The respondent (plaintiff) had been in a motorcycle accident and was treated for a wrist fracture by the appellant (defendant) orthopedic surgeon. The respondent suffered permanent damage to the muscles in his arm, which he alleged was caused by the appellant’s negligence.

At trial, the appellant’s expert witness indicated during cross-examination that he had sent a draft of his report to the appellant’s counsel for review and had produced his final report after an hour-and-a-half conference call with counsel. The trial judge expressed concern over this, and questioned the expert on his draft reports and meetings with appellant’s counsel. The trial judge also instructed the expert to provide the court with any records relating to the drafts and communication with counsel, leading to a detailed review of the expert’s draft report and the notations and changes he made as a result of discussing the drafts with appellant’s counsel.
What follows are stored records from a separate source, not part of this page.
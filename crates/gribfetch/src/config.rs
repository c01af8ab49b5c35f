//! User configuration.
//!
//! A single YAML file at a platform-conventional path provides the
//! request defaults (`model`, `fxx`, `product`, `priority`, `save_dir`,
//! `overwrite`, `verbose`). The file is created with sane defaults on
//! first use; environment-variable references in paths are expanded.

use std::path::{Path, PathBuf};
use std::time::Duration;

use serde::{Deserialize, Serialize};
use tracing::{debug, info};

use crate::error::{FetchError, Result};

/// Defaults consumed when building requests and the HTTP client.
#[derive(Debug, Clone, Serialize, Deserialize)]
pub struct AppConfig {
    /// Default model when none is given.
    #[serde(default = "default_model")]
    pub model: String,
    /// Default forecast lead time in hours.
    #[serde(default)]
    pub fxx: u32,
    /// Default product. `None` uses the first product of the template.
    #[serde(default)]
    pub product: Option<String>,
    /// Default source priority. `None` uses the template's own order.
    #[serde(default)]
    pub priority: Option<Vec<String>>,
    /// Root of the local GRIB2 cache.
    #[serde(default = "default_save_dir")]
    pub save_dir: PathBuf,
    /// Ignore locally cached files when resolving.
    #[serde(default)]
    pub overwrite: bool,
    /// Chatty output from the CLI.
    #[serde(default = "default_verbose")]
    pub verbose: bool,
    /// Directory of user-provided YAML model templates.
    #[serde(default)]
    pub template_dir: Option<PathBuf>,
    /// Timeout for existence probes (HEAD), seconds.
    #[serde(default = "default_head_timeout_secs")]
    pub head_timeout_secs: u64,
    /// Timeout for data transfers (GET), seconds.
    #[serde(default = "default_get_timeout_secs")]
    pub get_timeout_secs: u64,
}

fn default_model() -> String {
    "hrrr".to_string()
}

pub(crate) fn default_save_dir() -> PathBuf {
    expand_path("~/data")
}

fn default_verbose() -> bool {
    true
}

fn default_head_timeout_secs() -> u64 {
    5
}

fn default_get_timeout_secs() -> u64 {
    30
}

impl Default for AppConfig {
    fn default() -> Self {
        AppConfig {
            model: default_model(),
            fxx: 0,
            product: None,
            priority: None,
            save_dir: default_save_dir(),
            overwrite: false,
            verbose: default_verbose(),
            template_dir: None,
            head_timeout_secs: default_head_timeout_secs(),
            get_timeout_secs: default_get_timeout_secs(),
        }
    }
}

impl AppConfig {
    /// Conventional location of the config file
    /// (`$XDG_CONFIG_HOME/gribfetch/config.yaml`).
    pub fn config_path() -> PathBuf {
        let base = std::env::var("XDG_CONFIG_HOME")
            .map(PathBuf::from)
            .unwrap_or_else(|_| expand_path("~/.config"));
        base.join("gribfetch").join("config.yaml")
    }

    /// Load the user config, creating it with defaults on first use.
    pub fn load_or_init() -> Result<Self> {
        let path = Self::config_path();
        if path.exists() {
            return Self::load(&path);
        }

        let config = AppConfig::default();
        if let Some(parent) = path.parent() {
            std::fs::create_dir_all(parent)?;
        }
        let rendered = serde_yaml::to_string(&config)
            .map_err(|e| FetchError::Config(format!("cannot render default config: {e}")))?;
        std::fs::write(&path, rendered)?;
        info!(path = %path.display(), "Created default configuration file");
        Ok(config)
    }

    /// Load the config from an explicit path.
    pub fn load(path: &Path) -> Result<Self> {
        let content = std::fs::read_to_string(path)?;
        let mut config: AppConfig = serde_yaml::from_str(&content).map_err(|e| {
            FetchError::Config(format!("cannot parse {}: {e}", path.display()))
        })?;
        config.save_dir = expand_path(&config.save_dir.to_string_lossy());
        if let Some(dir) = &config.template_dir {
            config.template_dir = Some(expand_path(&dir.to_string_lossy()));
        }
        debug!(path = %path.display(), "Loaded configuration");
        Ok(config)
    }

    pub fn head_timeout(&self) -> Duration {
        Duration::from_secs(self.head_timeout_secs)
    }

    pub fn get_timeout(&self) -> Duration {
        Duration::from_secs(self.get_timeout_secs)
    }
}

/// Expand `~`, `$VAR`, and `${VAR}` references in a path string.
pub fn expand_path(raw: &str) -> PathBuf {
    let mut s = raw.to_string();

    if s == "~" || s.starts_with("~/") {
        if let Ok(home) = std::env::var("HOME") {
            s = format!("{}{}", home, &s[1..]);
        }
    }

    while let Some(start) = s.find('$') {
        let rest = &s[start + 1..];
        let (name, consumed) = if let Some(stripped) = rest.strip_prefix('{') {
            match stripped.find('}') {
                Some(end) => (stripped[..end].to_string(), end + 3),
                None => break,
            }
        } else {
            let end = rest
                .find(|c: char| !c.is_ascii_alphanumeric() && c != '_')
                .unwrap_or(rest.len());
            if end == 0 {
                break;
            }
            (rest[..end].to_string(), end + 1)
        };
        let value = std::env::var(&name).unwrap_or_default();
        s.replace_range(start..start + consumed, &value);
    }

    PathBuf::from(s)
}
In her reasons, the trial judge preferred the evidence of the respondent’s expert over that of the appellant’s expert. The trial judge found that the 2010 changes to rule 4.1.01(1) and rule 53.03 of the Rules of Civil Procedure, governing the use of expert witnesses at trial, had introduced a “change in the role of expert witnesses.” The trial judge held that the practice of discussing draft reports with counsel should stop as it “is improper and undermines both the purpose of Rule 53.03 as well as the expert’s credibility and neutrality.”

However, the trial judge did not explain which changes made by the expert to his report following discussion with counsel were significant. The trial judge also held that if any changes are made as a result of counsel’s communication, they should be fully disclosed in writing.
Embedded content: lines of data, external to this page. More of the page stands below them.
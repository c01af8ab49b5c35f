//! North America Mesoscale template.

use super::{
    default_idx_suffixes, normalize_product, owned_pairs, remote_basename, IdxDialect,
    ModelTemplate, Template,
};
use crate::error::Result;
use crate::request::Request;

pub struct Nam;

impl ModelTemplate for Nam {
    fn model_id(&self) -> &str {
        "nam"
    }

    fn build(&self, req: &mut Request) -> Result<Template> {
        let products = [
            ("conusnest.hiresf", "CONUS 5 km"),
            ("firewxnest.hiresf", "Fire Weather 1.33 km CONUS/1.5 km Alaska"),
            ("alaskanest.hiresf", "Alaska 6 km"),
            ("hawaiinest.hiresf", "Hawaii 6 km"),
            ("priconest.hiresf", "Puerto Rico 3 km"),
            ("afwaca", "Central America/Caribbean"),
        ];
        let product = normalize_product(req, &products)?;

        let date = req.init_time.format("%Y%m%d");
        let hour = req.init_time.format("%H");
        let post_root = format!(
            "nam.{date}/nam.t{hour}z.{product}{:02}.tm00.grib2",
            req.lead
        );

        let sources = vec![
            (
                "aws".to_string(),
                format!("https://noaa-nam-pds.s3.amazonaws.com/{post_root}"),
            ),
            (
                "nomads".to_string(),
                format!("https://nomads.ncep.noaa.gov/pub/data/nccf/com/nam/prod/{post_root}"),
            ),
        ];

        Ok(Template {
            description: "North America Mesoscale - CONUS".to_string(),
            details: owned_pairs(&[(
                "NOMADS product description",
                "https://www.nco.ncep.noaa.gov/pmb/products/nam/",
            )]),
            products: owned_pairs(&products),
            local_filename: remote_basename(&sources[0].1),
            sources,
            idx_suffixes: default_idx_suffixes(),
            idx_dialect: IdxDialect::Wgrib2,
        })
    }
}

#[cfg(test)]
mod tests {
    use super::*;
    use chrono::{TimeZone, Utc};

    #[test]
    fn nest_product_in_filename() {
        let mut req = Request::builder("nam")
            .init_time(Utc.with_ymd_and_hms(2023, 1, 1, 12, 0, 0).unwrap())
            .lead(3)
            .build()
            .unwrap();
        let template = Nam.build(&mut req).unwrap();
        assert_eq!(
            template.source("aws").unwrap(),
            "https://noaa-nam-pds.s3.amazonaws.com/nam.20230101/nam.t12z.conusnest.hiresf03.tm00.grib2"
        );
    }
}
Communications with experts

On appeal, the appellants and various interveners argued that the trial judge erred at law in holding that it was improper for counsel to assist an expert witness in preparing the expert’s report. The Court of Appeal described the changes made to the expert’s report as relatively minor editorial and stylistic modifications intended to improve the clarity of the reports. It further found no significant change in substance to the final report and no evidence this report reflected anything other than the expert’s own genuine and unbiased opinion.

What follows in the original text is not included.